**Required action**
Go through the material below and report how many lines contain "GatewayInfo". Give only the number.

**Records supplied**
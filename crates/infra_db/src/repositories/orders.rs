//! Order repository implementation
//!
//! Orders are stored one row each. Scalar financial fields are columns;
//! line items, the installment schedule with its payment ledgers, and the
//! gateway patch are JSONB documents written together with the row.
//!
//! Every update is guarded by the `version` column: the `UPDATE` only
//! matches when the stored version equals the one the caller read.

use chrono::{DateTime, Utc};
use rust_decimal::Decimal;
use sqlx::types::Json;
use sqlx::{PgConnection, PgPool};
use uuid::Uuid;

use core_kernel::{CustomerId, OrderId, SellerId};
use domain_sales::{GatewayInfo, Installment, Order, OrderItem, OrderStatus, PaymentMethod};

use crate::error::DatabaseError;

const ORDER_COLUMNS: &str = "order_id, customer_id, seller_id, seller_name, status, payment_method, \
     subtotal, discount, down_payment, total, installments, installment_value, items, \
     installment_details, commission, commission_paid, is_commission_manual, commission_date, \
     gateway, delivered_at, created_at, updated_at, version";

/// Database row for an order
#[derive(Debug, Clone, sqlx::FromRow)]
pub struct OrderRow {
    pub order_id: Uuid,
    pub customer_id: Option<Uuid>,
    pub seller_id: Option<Uuid>,
    pub seller_name: Option<String>,
    pub status: String,
    pub payment_method: String,
    pub subtotal: Decimal,
    pub discount: Decimal,
    pub down_payment: Decimal,
    pub total: Decimal,
    pub installments: i32,
    pub installment_value: Decimal,
    pub items: Json<Vec<OrderItem>>,
    pub installment_details: Json<Vec<Installment>>,
    pub commission: Decimal,
    pub commission_paid: bool,
    pub is_commission_manual: bool,
    pub commission_date: Option<DateTime<Utc>>,
    pub gateway: Option<Json<GatewayInfo>>,
    pub delivered_at: Option<DateTime<Utc>>,
    pub created_at: DateTime<Utc>,
    pub updated_at: DateTime<Utc>,
    pub version: i64,
}

impl TryFrom<OrderRow> for Order {
    type Error = DatabaseError;

    fn try_from(row: OrderRow) -> Result<Self, Self::Error> {
        Ok(Order {
            id: OrderId::from(row.order_id),
            customer_id: row.customer_id.map(CustomerId::from),
            seller_id: row.seller_id.map(SellerId::from),
            seller_name: row.seller_name,
            items: row.items.0,
            subtotal: row.subtotal,
            discount: row.discount,
            down_payment: row.down_payment,
            total: row.total,
            payment_method: PaymentMethod::from(row.payment_method),
            installments: u32::try_from(row.installments).map_err(|_| {
                DatabaseError::SerializationError(format!("Negative installment count {}", row.installments))
            })?,
            installment_value: row.installment_value,
            installment_details: row.installment_details.0,
            status: status_from_db(&row.status)?,
            commission: row.commission,
            commission_paid: row.commission_paid,
            is_commission_manual: row.is_commission_manual,
            commission_date: row.commission_date,
            gateway: row.gateway.map(|g| g.0),
            delivered_at: row.delivered_at,
            created_at: row.created_at,
            updated_at: row.updated_at,
            version: row.version,
        })
    }
}

pub(crate) fn status_to_db(status: OrderStatus) -> &'static str {
    match status {
        OrderStatus::Processing => "processing",
        OrderStatus::Shipped => "shipped",
        OrderStatus::Delivered => "delivered",
        OrderStatus::Canceled => "canceled",
        OrderStatus::Deleted => "deleted",
    }
}

pub(crate) fn status_from_db(value: &str) -> Result<OrderStatus, DatabaseError> {
    match value {
        "processing" => Ok(OrderStatus::Processing),
        "shipped" => Ok(OrderStatus::Shipped),
        "delivered" => Ok(OrderStatus::Delivered),
        "canceled" => Ok(OrderStatus::Canceled),
        "deleted" => Ok(OrderStatus::Deleted),
        other => Err(DatabaseError::SerializationError(format!("Unknown order status '{}'", other))),
    }
}

fn installment_count(order: &Order) -> Result<i32, DatabaseError> {
    i32::try_from(order.installments)
        .map_err(|_| DatabaseError::ConstraintViolation(format!("Too many installments: {}", order.installments)))
}

/// Repository for order rows
#[derive(Debug, Clone)]
pub struct OrderRepository {
    pool: PgPool,
}

impl OrderRepository {
    pub fn new(pool: PgPool) -> Self {
        Self { pool }
    }

    /// Inserts a new order row
    ///
    /// # Errors
    ///
    /// Returns `DuplicateEntry` if the order id already exists
    pub async fn insert(&self, order: &Order) -> Result<(), DatabaseError> {
        sqlx::query(
            r#"
            INSERT INTO orders (
                order_id, customer_id, seller_id, seller_name, status, payment_method,
                subtotal, discount, down_payment, total, installments, installment_value,
                items, installment_details, commission, commission_paid, is_commission_manual,
                commission_date, gateway, gateway_payment_id, delivered_at, created_at,
                updated_at, version
            ) VALUES (
                $1, $2, $3, $4, $5, $6, $7, $8, $9, $10, $11, $12,
                $13, $14, $15, $16, $17, $18, $19, $20, $21, $22, $23, $24
            )
            "#,
        )
        .bind(Uuid::from(order.id))
        .bind(order.customer_id.map(Uuid::from))
        .bind(order.seller_id.map(Uuid::from))
        .bind(&order.seller_name)
        .bind(status_to_db(order.status))
        .bind(order.payment_method.as_str())
        .bind(order.subtotal)
        .bind(order.discount)
        .bind(order.down_payment)
        .bind(order.total)
        .bind(installment_count(order)?)
        .bind(order.installment_value)
        .bind(Json(&order.items))
        .bind(Json(&order.installment_details))
        .bind(order.commission)
        .bind(order.commission_paid)
        .bind(order.is_commission_manual)
        .bind(order.commission_date)
        .bind(order.gateway.as_ref().map(Json))
        .bind(order.gateway.as_ref().map(|g| g.external_payment_id.clone()))
        .bind(order.delivered_at)
        .bind(order.created_at)
        .bind(order.updated_at)
        .bind(order.version)
        .execute(&self.pool)
        .await?;

        Ok(())
    }

    /// Retrieves an order by id
    pub async fn get(&self, order_id: Uuid) -> Result<Order, DatabaseError> {
        let row = sqlx::query_as::<_, OrderRow>(&format!(
            "SELECT {} FROM orders WHERE order_id = $1",
            ORDER_COLUMNS
        ))
        .bind(order_id)
        .fetch_optional(&self.pool)
        .await?
        .ok_or_else(|| DatabaseError::not_found("Order", OrderId::from(order_id)))?;

        Order::try_from(row)
    }

    /// Writes every mutable field if the stored version is `expected_version`
    ///
    /// # Returns
    ///
    /// The new version
    ///
    /// # Errors
    ///
    /// - `NotFound` if the order does not exist
    /// - `Conflict` if the stored version differs
    pub async fn update_versioned(&self, order: &Order, expected_version: i64) -> Result<i64, DatabaseError> {
        let order_id = Uuid::from(order.id);
        let new_version: Option<i64> = sqlx::query_scalar(
            r#"
            UPDATE orders SET
                customer_id = $3,
                seller_id = $4,
                seller_name = $5,
                status = $6,
                payment_method = $7,
                subtotal = $8,
                discount = $9,
                down_payment = $10,
                total = $11,
                installments = $12,
                installment_value = $13,
                items = $14,
                installment_details = $15,
                commission = $16,
                commission_paid = $17,
                is_commission_manual = $18,
                commission_date = $19,
                gateway = $20,
                gateway_payment_id = $21,
                delivered_at = $22,
                updated_at = $23,
                version = version + 1
            WHERE order_id = $1 AND version = $2
            RETURNING version
            "#,
        )
        .bind(order_id)
        .bind(expected_version)
        .bind(order.customer_id.map(Uuid::from))
        .bind(order.seller_id.map(Uuid::from))
        .bind(&order.seller_name)
        .bind(status_to_db(order.status))
        .bind(order.payment_method.as_str())
        .bind(order.subtotal)
        .bind(order.discount)
        .bind(order.down_payment)
        .bind(order.total)
        .bind(installment_count(order)?)
        .bind(order.installment_value)
        .bind(Json(&order.items))
        .bind(Json(&order.installment_details))
        .bind(order.commission)
        .bind(order.commission_paid)
        .bind(order.is_commission_manual)
        .bind(order.commission_date)
        .bind(order.gateway.as_ref().map(Json))
        .bind(order.gateway.as_ref().map(|g| g.external_payment_id.clone()))
        .bind(order.delivered_at)
        .bind(order.updated_at)
        .fetch_optional(&self.pool)
        .await?;

        match new_version {
            Some(version) => Ok(version),
            None => Err(self.version_mismatch(order_id, expected_version).await),
        }
    }

    /// Explains why a versioned write matched no row
    async fn version_mismatch(&self, order_id: Uuid, expected_version: i64) -> DatabaseError {
        let stored: Result<Option<i64>, sqlx::Error> =
            sqlx::query_scalar("SELECT version FROM orders WHERE order_id = $1")
                .bind(order_id)
                .fetch_optional(&self.pool)
                .await;
        match stored {
            Err(e) => DatabaseError::from(e),
            Ok(None) => DatabaseError::not_found("Order", OrderId::from(order_id)),
            Ok(Some(version)) => DatabaseError::Conflict(format!(
                "Order {} is at version {}, expected {}",
                order_id, version, expected_version
            )),
        }
    }

    /// Permanently deletes an order row still at `expected_version`
    ///
    /// # Errors
    ///
    /// - `NotFound` if the order does not exist
    /// - `Conflict` if the stored version differs
    pub async fn delete_versioned(&self, order_id: Uuid, expected_version: i64) -> Result<(), DatabaseError> {
        let result = sqlx::query("DELETE FROM orders WHERE order_id = $1 AND version = $2")
            .bind(order_id)
            .bind(expected_version)
            .execute(&self.pool)
            .await?;

        if result.rows_affected() == 0 {
            return Err(self.version_mismatch(order_id, expected_version).await);
        }
        Ok(())
    }

    pub async fn find_by_gateway_payment_id(&self, external_payment_id: &str) -> Result<Order, DatabaseError> {
        let row = sqlx::query_as::<_, OrderRow>(&format!(
            "SELECT {} FROM orders WHERE gateway_payment_id = $1",
            ORDER_COLUMNS
        ))
        .bind(external_payment_id)
        .fetch_optional(&self.pool)
        .await?
        .ok_or_else(|| DatabaseError::not_found("Gateway payment", external_payment_id))?;

        Order::try_from(row)
    }

    pub async fn list_by_seller(&self, seller_id: Uuid) -> Result<Vec<Order>, DatabaseError> {
        let rows = sqlx::query_as::<_, OrderRow>(&format!(
            "SELECT {} FROM orders WHERE seller_id = $1 ORDER BY created_at",
            ORDER_COLUMNS
        ))
        .bind(seller_id)
        .fetch_all(&self.pool)
        .await?;

        rows.into_iter().map(Order::try_from).collect()
    }

    /// Loads and row-locks orders inside an open transaction
    pub async fn lock_many(conn: &mut PgConnection, order_ids: &[Uuid]) -> Result<Vec<Order>, DatabaseError> {
        let rows = sqlx::query_as::<_, OrderRow>(&format!(
            "SELECT {} FROM orders WHERE order_id = ANY($1) ORDER BY order_id FOR UPDATE",
            ORDER_COLUMNS
        ))
        .bind(order_ids)
        .fetch_all(&mut *conn)
        .await?;

        rows.into_iter().map(Order::try_from).collect()
    }

    /// Writes the commission settlement flags inside an open transaction
    pub async fn set_commission_flags(
        conn: &mut PgConnection,
        order_id: Uuid,
        paid: bool,
        paid_at: Option<DateTime<Utc>>,
    ) -> Result<(), DatabaseError> {
        sqlx::query(
            r#"
            UPDATE orders
            SET commission_paid = $2, commission_date = $3, updated_at = NOW(), version = version + 1
            WHERE order_id = $1
            "#,
        )
        .bind(order_id)
        .bind(paid)
        .bind(paid_at)
        .execute(&mut *conn)
        .await?;

        Ok(())
    }
}

#[cfg(test)]
mod tests {
    use super::*;

    #[test]
    fn test_status_round_trip() {
        for status in [
            OrderStatus::Processing,
            OrderStatus::Shipped,
            OrderStatus::Delivered,
            OrderStatus::Canceled,
            OrderStatus::Deleted,
        ] {
            assert_eq!(status_from_db(status_to_db(status)).unwrap(), status);
        }
        assert!(status_from_db("archived").is_err());
    }

    #[test]
    fn test_row_maps_to_order() {
        let now = Utc::now();
        let row = OrderRow {
            order_id: Uuid::new_v4(),
            customer_id: None,
            seller_id: Some(Uuid::new_v4()),
            seller_name: Some("Rita".to_string()),
            status: "delivered".to_string(),
            payment_method: "crediario".to_string(),
            subtotal: Decimal::new(10000, 2),
            discount: Decimal::ZERO,
            down_payment: Decimal::ZERO,
            total: Decimal::new(10000, 2),
            installments: 0,
            installment_value: Decimal::ZERO,
            items: Json(vec![]),
            installment_details: Json(vec![]),
            commission: Decimal::new(500, 2),
            commission_paid: false,
            is_commission_manual: false,
            commission_date: None,
            gateway: None,
            delivered_at: Some(now),
            created_at: now,
            updated_at: now,
            version: 4,
        };

        let order = Order::try_from(row).unwrap();
        assert_eq!(order.status, OrderStatus::Delivered);
        assert_eq!(order.payment_method, PaymentMethod::Crediario);
        assert_eq!(order.version, 4);
    }
}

**Solution to this exercise**
2